## What you need to do
Every line of the material is to be set down exactly as written.

## Data in this exercise
^^^^^^^^
use serde::{Deserialize, Serialize};
use std::collections::BTreeMap;
use std::fmt;

use super::query::MetricQuery;

/// Severity of a rule or alert, ordered from least to most urgent.
#[derive(Debug, Clone, Copy, PartialEq, Eq, PartialOrd, Ord, Hash, Serialize, Deserialize, Default)]
#[serde(rename_all = "lowercase")]
pub enum Severity {
    Info,
    #[default]
    Warning,
    Error,
    Critical,
}

impl Severity {
    pub fn as_str(&self) -> &'static str {
        match self {
            Severity::Info => "info",
            Severity::Warning => "warning",
            Severity::Error => "error",
            Severity::Critical => "critical",
        }
    }
}

impl fmt::Display for Severity {
    fn fmt(&self, f: &mut fmt::Formatter<'_>) -> fmt::Result {
        f.write_str(self.as_str())
    }
}

/// Comparison applied between a resolved value and a rule threshold
#[derive(Debug, Clone, Copy, PartialEq, Eq, Serialize, Deserialize)]
pub enum Comparison {
    #[serde(rename = ">")]
    GreaterThan,
    #[serde(rename = ">=")]
    GreaterOrEqual,
    #[serde(rename = "<")]
    LessThan,
    #[serde(rename = "<=")]
    LessOrEqual,
    #[serde(rename = "==")]
    Equal,
    #[serde(rename = "!=")]
    NotEqual,
}

impl Comparison {
    pub fn holds(&self, value: f64, threshold: f64) -> bool {
        match self {
            Comparison::GreaterThan => value > threshold,
            Comparison::GreaterOrEqual => value >= threshold,
            Comparison::LessThan => value < threshold,
            Comparison::LessOrEqual => value <= threshold,
            Comparison::Equal => value == threshold,
            Comparison::NotEqual => value != threshold,
        }
    }

    pub fn symbol(&self) -> &'static str {
        match self {
            Comparison::GreaterThan => ">",
            Comparison::GreaterOrEqual => ">=",
            Comparison::LessThan => "<",
            Comparison::LessOrEqual => "<=",
            Comparison::Equal => "==",
            Comparison::NotEqual => "!=",
        }
    }
}

/// Source value matching every snapshot
pub const ALL_SOURCES: &str = "all";

/// Alert rule loaded from `{"rules": [...]}`
#[derive(Debug, Clone, Serialize, Deserialize)]
#[serde(rename_all = "camelCase")]
pub struct Rule {
    pub id: String,
    pub name: String,
    #[serde(default)]
    pub description: String,
    #[serde(default = "default_source")]
    pub source: String,
    #[serde(default)]
    pub severity: Severity,
    #[serde(default = "default_enabled")]
    pub enabled: bool,
    #[serde(default)]
    pub labels: BTreeMap<String, String>,
    #[serde(default)]
    pub annotations: BTreeMap<String, String>,
    #[serde(flatten)]
    pub kind: RuleKind,
}

#[derive(Debug, Clone, Serialize, Deserialize)]
#[serde(tag = "type", rename_all = "snake_case")]
pub enum RuleKind {
    Threshold {
        query: MetricQuery,
        condition: Comparison,
        threshold: f64,
    },
    /// Declared in rule files but never evaluated; kept so such rules load.
    RateOfChange {
        query: MetricQuery,
        condition: Comparison,
        threshold: f64,
    },
    AiAnomaly {
        #[serde(rename = "resourceType", default, skip_serializing_if = "Option::is_none")]
        resource_type: Option<String>,
        #[serde(rename = "minSeverity", default)]
        min_severity: Severity,
    },
}

fn default_source() -> String {
    ALL_SOURCES.to_string()
}

fn default_enabled() -> bool {
    true
}

impl Rule {
    pub fn applies_to(&self, source: &str) -> bool {
        self.enabled && (self.source == source || self.source == ALL_SOURCES)
    }

    /// Threshold-style rules keep at most one active alert, keyed by rule id
    pub fn is_keyed_by_rule(&self) -> bool {
        !matches!(self.kind, RuleKind::AiAnomaly { .. })
    }

    pub fn type_name(&self) -> &'static str {
        match self.kind {
            RuleKind::Threshold { .. } => "threshold",
            RuleKind::RateOfChange { .. } => "rate_of_change",
            RuleKind::AiAnomaly { .. } => "ai_anomaly",
        }
    }
}

#[cfg(test)]
mod tests {
    use super::*;
    use serde_json::json;

    #[test]
    fn test_parse_threshold_rule() {
        let rule: Rule = serde_json::from_value(json!({
            "id": "cpu_high",
            "name": "High CPU",
            "type": "threshold",
            "source": "prometheus",
            "query": "system_cpu_usage",
            "condition": ">",
            "threshold": 80,
            "severity": "critical",
            "labels": { "team": "infra" }
        }))
        .unwrap();

        assert_eq!(rule.id, "cpu_high");
        assert!(rule.enabled);
        assert_eq!(rule.severity, Severity::Critical);
        assert_eq!(rule.type_name(), "threshold");
        let RuleKind::Threshold { query, condition, threshold } = &rule.kind else {
            panic!("expected threshold rule");
        };
        assert_eq!(*query, MetricQuery::DirectKey("system_cpu_usage".to_string()));
        assert_eq!(*condition, Comparison::GreaterThan);
        assert_eq!(*threshold, 80.0);
    }

    #[test]
    fn test_parse_ai_anomaly_rule_defaults() {
        let rule: Rule = serde_json::from_value(json!({
            "id": "db_anomaly",
            "name": "Database anomaly",
            "type": "ai_anomaly",
            "resourceType": "database"
        }))
        .unwrap();

        assert_eq!(rule.source, ALL_SOURCES);
        assert!(!rule.is_keyed_by_rule());
        let RuleKind::AiAnomaly { resource_type, min_severity } = &rule.kind else {
            panic!("expected ai_anomaly rule");
        };
        assert_eq!(resource_type.as_deref(), Some("database"));
        assert_eq!(*min_severity, Severity::Warning);
    }

    #[test]
    fn test_rule_with_invalid_query_is_rejected() {
        let result: Result<Rule, _> = serde_json::from_value(json!({
            "id": "broken",
            "name": "Broken",
            "type": "threshold",
            "query": "latency{le=",
            "condition": ">",
            "threshold": 1
        }));
        assert!(result.is_err());
    }

    #[test]
    fn test_applies_to_source() {
        let mut rule: Rule = serde_json::from_value(json!({
            "id": "r", "name": "r", "type": "threshold", "source": "azure",
            "query": "x", "condition": "<", "threshold": 1
        }))
        .unwrap();

        assert!(rule.applies_to("azure"));
        assert!(!rule.applies_to("gcp"));
        rule.source = ALL_SOURCES.to_string();
        assert!(rule.applies_to("gcp"));
        rule.enabled = false;
        assert!(!rule.applies_to("gcp"));
    }

    #[test]
    fn test_severity_order_and_comparisons() {
        assert!(Severity::Info < Severity::Warning);
        assert!(Severity::Error < Severity::Critical);
        assert!(Comparison::GreaterOrEqual.holds(80.0, 80.0));
        assert!(!Comparison::GreaterThan.holds(80.0, 80.0));
        assert!(Comparison::NotEqual.holds(1.0, 2.0));
    }
}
^^^^^^^^
## Response
use serde::{Deserialize, Serialize};
use std::collections::BTreeMap;
use std::fmt;

use super::query::MetricQuery;

/// Severity of a rule or alert, ordered from least to most urgent.
#[derive(Debug, Clone, Copy, PartialEq, Eq, PartialOrd, Ord, Hash, Serialize, Deserialize, Default)]
#[serde(rename_all = "lowercase")]
pub enum Severity {
    Info,
    #[default]
    Warning,
    Error,
    Critical,
}

impl Severity {
    pub fn as_str(&self) -> &'static str {
        match self {
            Severity::Info => "info",
            Severity::Warning => "warning",
            Severity::Error => "error",
            Severity::Critical => "critical",
        }
    }
}

impl fmt::Display for Severity {
    fn fmt(&self, f: &mut fmt::Formatter<'_>) -> fmt::Result {
        f.write_str(self.as_str())
    }
}

/// Comparison applied between a resolved value and a rule threshold
#[derive(Debug, Clone, Copy, PartialEq, Eq, Serialize, Deserialize)]
pub enum Comparison {
    #[serde(rename = ">")]
    GreaterThan,
    #[serde(rename = ">=")]
    GreaterOrEqual,
    #[serde(rename = "<")]
    LessThan,
    #[serde(rename = "<=")]
    LessOrEqual,
    #[serde(rename = "==")]
    Equal,
    #[serde(rename = "!=")]
    NotEqual,
}

impl Comparison {
    pub fn holds(&self, value: f64, threshold: f64) -> bool {
        match self {
            Comparison::GreaterThan => value > threshold,
            Comparison::GreaterOrEqual => value >= threshold,
            Comparison::LessThan => value < threshold,
            Comparison::LessOrEqual => value <= threshold,
            Comparison::Equal => value == threshold,
            Comparison::NotEqual => value != threshold,
        }
    }

    pub fn symbol(&self) -> &'static str {
        match self {
            Comparison::GreaterThan => ">",
            Comparison::GreaterOrEqual => ">=",
            Comparison::LessThan => "<",
            Comparison::LessOrEqual => "<=",
            Comparison::Equal => "==",
            Comparison::NotEqual => "!=",
        }
    }
}

/// Source value matching every snapshot
pub const ALL_SOURCES: &str = "all";

/// Alert rule loaded from `{"rules": [...]}`
#[derive(Debug, Clone, Serialize, Deserialize)]
#[serde(rename_all = "camelCase")]
pub struct Rule {
    pub id: String,
    pub name: String,
    #[serde(default)]
    pub description: String,
    #[serde(default = "default_source")]
    pub source: String,
    #[serde(default)]
    pub severity: Severity,
    #[serde(default = "default_enabled")]
    pub enabled: bool,
    #[serde(default)]
    pub labels: BTreeMap<String, String>,
    #[serde(default)]
    pub annotations: BTreeMap<String, String>,
    #[serde(flatten)]
    pub kind: RuleKind,
}

#[derive(Debug, Clone, Serialize, Deserialize)]
#[serde(tag = "type", rename_all = "snake_case")]
pub enum RuleKind {
    Threshold {
        query: MetricQuery,
        condition: Comparison,
        threshold: f64,
    },
    /// Declared in rule files but never evaluated; kept so such rules load.
    RateOfChange {
        query: MetricQuery,
        condition: Comparison,
        threshold: f64,
    },
    AiAnomaly {
        #[serde(rename = "resourceType", default, skip_serializing_if = "Option::is_none")]
        resource_type: Option<String>,
        #[serde(rename = "minSeverity", default)]
        min_severity: Severity,
    },
}

fn default_source() -> String {
    ALL_SOURCES.to_string()
}

fn default_enabled() -> bool {
    true
}

impl Rule {
    pub fn applies_to(&self, source: &str) -> bool {
        self.enabled && (self.source == source || self.source == ALL_SOURCES)
    }

    /// Threshold-style rules keep at most one active alert, keyed by rule id
    pub fn is_keyed_by_rule(&self) -> bool {
        !matches!(self.kind, RuleKind::AiAnomaly { .. })
    }

    pub fn type_name(&self) -> &'static str {
        match self.kind {
            RuleKind::Threshold { .. } => "threshold",
            RuleKind::RateOfChange { .. } => "rate_of_change",
            RuleKind::AiAnomaly { .. } => "ai_anomaly",
        }
    }
}

#[cfg(test)]
mod tests {
    use super::*;
    use serde_json::json;

    #[test]
    fn test_parse_threshold_rule() {
        let rule: Rule = serde_json::from_value(json!({
            "id": "cpu_high",
            "name": "High CPU",
            "type": "threshold",
            "source": "prometheus",
            "query": "system_cpu_usage",
            "condition": ">",
            "threshold": 80,
            "severity": "critical",
            "labels": { "team": "infra" }
        }))
        .unwrap();

        assert_eq!(rule.id, "cpu_high");
        assert!(rule.enabled);
        assert_eq!(rule.severity, Severity::Critical);
        assert_eq!(rule.type_name(), "threshold");
        let RuleKind::Threshold { query, condition, threshold } = &rule.kind else {
            panic!("expected threshold rule");
        };
        assert_eq!(*query, MetricQuery::DirectKey("system_cpu_usage".to_string()));
        assert_eq!(*condition, Comparison::GreaterThan);
        assert_eq!(*threshold, 80.0);
    }

    #[test]
    fn test_parse_ai_anomaly_rule_defaults() {
        let rule: Rule = serde_json::from_value(json!({
            "id": "db_anomaly",
            "name": "Database anomaly",
            "type": "ai_anomaly",
            "resourceType": "database"
        }))
        .unwrap();

        assert_eq!(rule.source, ALL_SOURCES);
        assert!(!rule.is_keyed_by_rule());
        let RuleKind::AiAnomaly { resource_type, min_severity } = &rule.kind else {
            panic!("expected ai_anomaly rule");
        };
        assert_eq!(resource_type.as_deref(), Some("database"));
        assert_eq!(*min_severity, Severity::Warning);
    }

    #[test]
    fn test_rule_with_invalid_query_is_rejected() {
        let result: Result<Rule, _> = serde_json::from_value(json!({
            "id": "broken",
            "name": "Broken",
            "type": "threshold",
            "query": "latency{le=",
            "condition": ">",
            "threshold": 1
        }));
        assert!(result.is_err());
    }

    #[test]
    fn test_applies_to_source() {
        let mut rule: Rule = serde_json::from_value(json!({
            "id": "r", "name": "r", "type": "threshold", "source": "azure",
            "query": "x", "condition": "<", "threshold": 1
        }))
        .unwrap();

        assert!(rule.applies_to("azure"));
        assert!(!rule.applies_to("gcp"));
        rule.source = ALL_SOURCES.to_string();
        assert!(rule.applies_to("gcp"));
        rule.enabled = false;
        assert!(!rule.applies_to("gcp"));
    }

    #[test]
    fn test_severity_order_and_comparisons() {
        assert!(Severity::Info < Severity::Warning);
        assert!(Severity::Error < Severity::Critical);
        assert!(Comparison::GreaterOrEqual.holds(80.0, 80.0));
        assert!(!Comparison::GreaterThan.holds(80.0, 80.0));
        assert!(Comparison::NotEqual.holds(1.0, 2.0));
    }
}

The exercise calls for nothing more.